“Le accuse mosse alle imprese agricole dal segretario della Flai-Cgil di Padova, Andrea Gambillara, e apparse di recente sulla stampa, circa la generale situazione di illegalità nei rapporti di lavoro sono infondate e pretestuose. Se sono emerse delle irregolarità presso alcune aziende, queste vanno perseguite dagli organismi competenti, come succede da sempre”. A dirlo in una nota, il presidente di Confagricoltura Padova Giordano Emo Capodilista. Che aggiunge: “Partire da normali accertamenti per affermare che nelle aziende agricole della provincia di Padova sono all’ordine del giorno lo “sfruttamento e le irregolarità fiscali e previdenziali”, oltre che diffuso il fenomeno del caporalato, è necessaria tanta fantasia e anche tanta malafede, connotati poco apprezzabili in un sindacato dei lavoratori che vuole stare al passo con i tempi”.

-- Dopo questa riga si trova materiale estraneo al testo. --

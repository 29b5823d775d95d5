/*!
 * Tests for engine configuration
 */

use anyhow::Result;
use translex::app_config::{EngineConfig, LogLevel};

use crate::common;

/// Test default configuration values
#[test]
fn test_engineConfig_default_shouldHaveDocumentedValues() {
    let config = EngineConfig::default();

    assert!(config.data_dir.is_none());
    assert!(!config.debug);
    assert_eq!(config.word_cache_size, 10_000);
    assert_eq!(config.phrase_cache_size, 5_000);
    assert!(config.supported_pairs.is_none());
    assert!(config.record_history);
    assert_eq!(config.log_level, LogLevel::Info);
}

/// Test validation of cache sizes and pair overrides
#[test]
fn test_engineConfig_validate_shouldRejectBadValues() {
    let mut config = EngineConfig::default();
    config.word_cache_size = 0;
    assert!(config.validate().is_err());

    let config = EngineConfig::default().with_supported_pairs(["en-ru"]);
    assert!(config.validate().is_ok());

    let config = EngineConfig::default().with_supported_pairs(["notapair"]);
    assert!(config.validate().is_err());

    let config = EngineConfig::default().with_supported_pairs(["xx-yy"]);
    assert!(config.validate().is_err());
}

/// Test saving and loading a configuration file
#[test]
fn test_engineConfig_saveAndLoad_shouldRoundTrip() -> Result<()> {
    let temp_dir = common::create_temp_dir()?;
    let path = temp_dir.path().join("config.json");

    let config = EngineConfig::default()
        .with_data_dir("/tmp/translex-rules")
        .with_debug(true)
        .with_supported_pairs(["en-ru", "ru-en"])
        .with_record_history(false);
    config.save_to_file(&path)?;

    let loaded = EngineConfig::from_file(&path)?;
    assert_eq!(loaded.data_dir, config.data_dir);
    assert!(loaded.debug);
    assert_eq!(loaded.supported_pairs, config.supported_pairs);
    assert!(!loaded.record_history);

    Ok(())
}

/// Test that missing fields fall back to defaults when loading
#[test]
fn test_engineConfig_fromFile_withPartialJson_shouldApplyDefaults() -> Result<()> {
    let temp_dir = common::create_temp_dir()?;
    let path = common::create_test_file(
        &temp_dir.path().to_path_buf(),
        "partial.json",
        r#"{"debug": true}"#,
    )?;

    let config = EngineConfig::from_file(&path)?;
    assert!(config.debug);
    assert_eq!(config.word_cache_size, 10_000);
    assert!(config.record_history);

    Ok(())
}

/// Test loading a malformed configuration file
#[test]
fn test_engineConfig_fromFile_withBadJson_shouldFail() -> Result<()> {
    let temp_dir = common::create_temp_dir()?;
    let path = common::create_test_file(
        &temp_dir.path().to_path_buf(),
        "bad.json",
        "not json at all",
    )?;

    assert!(EngineConfig::from_file(&path).is_err());
    assert!(EngineConfig::from_file(temp_dir.path().join("missing.json")).is_err());

    Ok(())
}

/// Test explicit data directory resolution
#[test]
fn test_engineConfig_resolvedDataDir_withExplicitDir_shouldUseIt() {
    let config = EngineConfig::default().with_data_dir("/opt/rules");
    assert_eq!(config.resolved_data_dir(), std::path::PathBuf::from("/opt/rules"));
}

Nel padovano, quasi 3 mila occupati in agricoltura. “Gli occupati in agricoltura nella provincia di Padova come lavoratori dipendenti sono poco più di 2 mila – e non 5 mila come sostiene Flai-Cgi- e di questi circa il 40 per cento è assunto con contratto a tempo indeterminato”, continua Emo Capodilista. Che aggiunge: “L’altro 60 per cento è composto da operai a tempo determinato e da stagionali. E’ noto infatti che l’agricoltura è uno dei settori basato sulla stagionalità delle produzioni: la raccolta dell’uva e della frutta viene fatta in autunno per esempio. Ai lavoratori dipendenti vanno aggiunti circa 6 mila lavoratori autonomi (coltivatori diretti e imprenditori agricoli) che nell’insieme costituiscono una forza lavoro adeguata alle esigenze e all’economia del settore”.
Lavoratori agricoli in dimimuzione nel Veneto. “Per quanto riguarda l’incremento, nel Veneto, del 4 per cento del valore della produzione agricola tra il 2012 eil 2013 ripreso dalla conferenza stampa della Regione tenutasi nei giorni scorsi – afferma Emo Capodilista – si tratta di un risultato facilmente spiegabile con il fatto che il 2012 è stato per la nostra agricoltura un anno orribile per effetto della siccità. Altro aspetto che connota l’agricoltura è infatti la variabilità delle produzioni in funzione del clima. Nonostante le difficoltà dovute al mercato e al clima che l’agricoltura ha dovuto sopportare negli ultimi due anni, va detto che nella provincia di Padova le aziende non hanno lasciato a casa lavoratori, confermando, anche nel 2013, i livelli occupazionali raggiunti gli anni precedenti, e ciò in controtendenza rispetto gli altri settori. Il meno 13% di occupati agricoli citato da Flai-Cgil si riferisce al Veneto e comprende in particolare i lavoratori autonomi (coltivatori diretti..), da anni in decrescita fisiologica per motivi di età, oltre a considerare, purtroppo, anche la chiusura di un certo numero di aziende agricole per effetto della crisi”.
Disponibilità al dialogo. Conclude Emo Capodilista: “Confagricoltura sta lavorando da anni per favorire il rispetto delle regole e per stabilire un dialogo costruttivo con i sindacati dei lavoratori che metta le imprese nella condizione di aumentare il numero degli occupati e anche di migliorare le loro condizioni di lavoro. Siamo disponibili ad esaminare e a discutere ogni proposta utile a consolidare i rapporti di lavoro e a rendere più fluido e trasparente il sistema di collocamento. Però si deve ragionare sulla base di dati reali e si devono considerare seriamente le difficoltà (anche loro reali!) che in questo momento tutte le imprese, comprese quelle agricole, stanno vivendo”.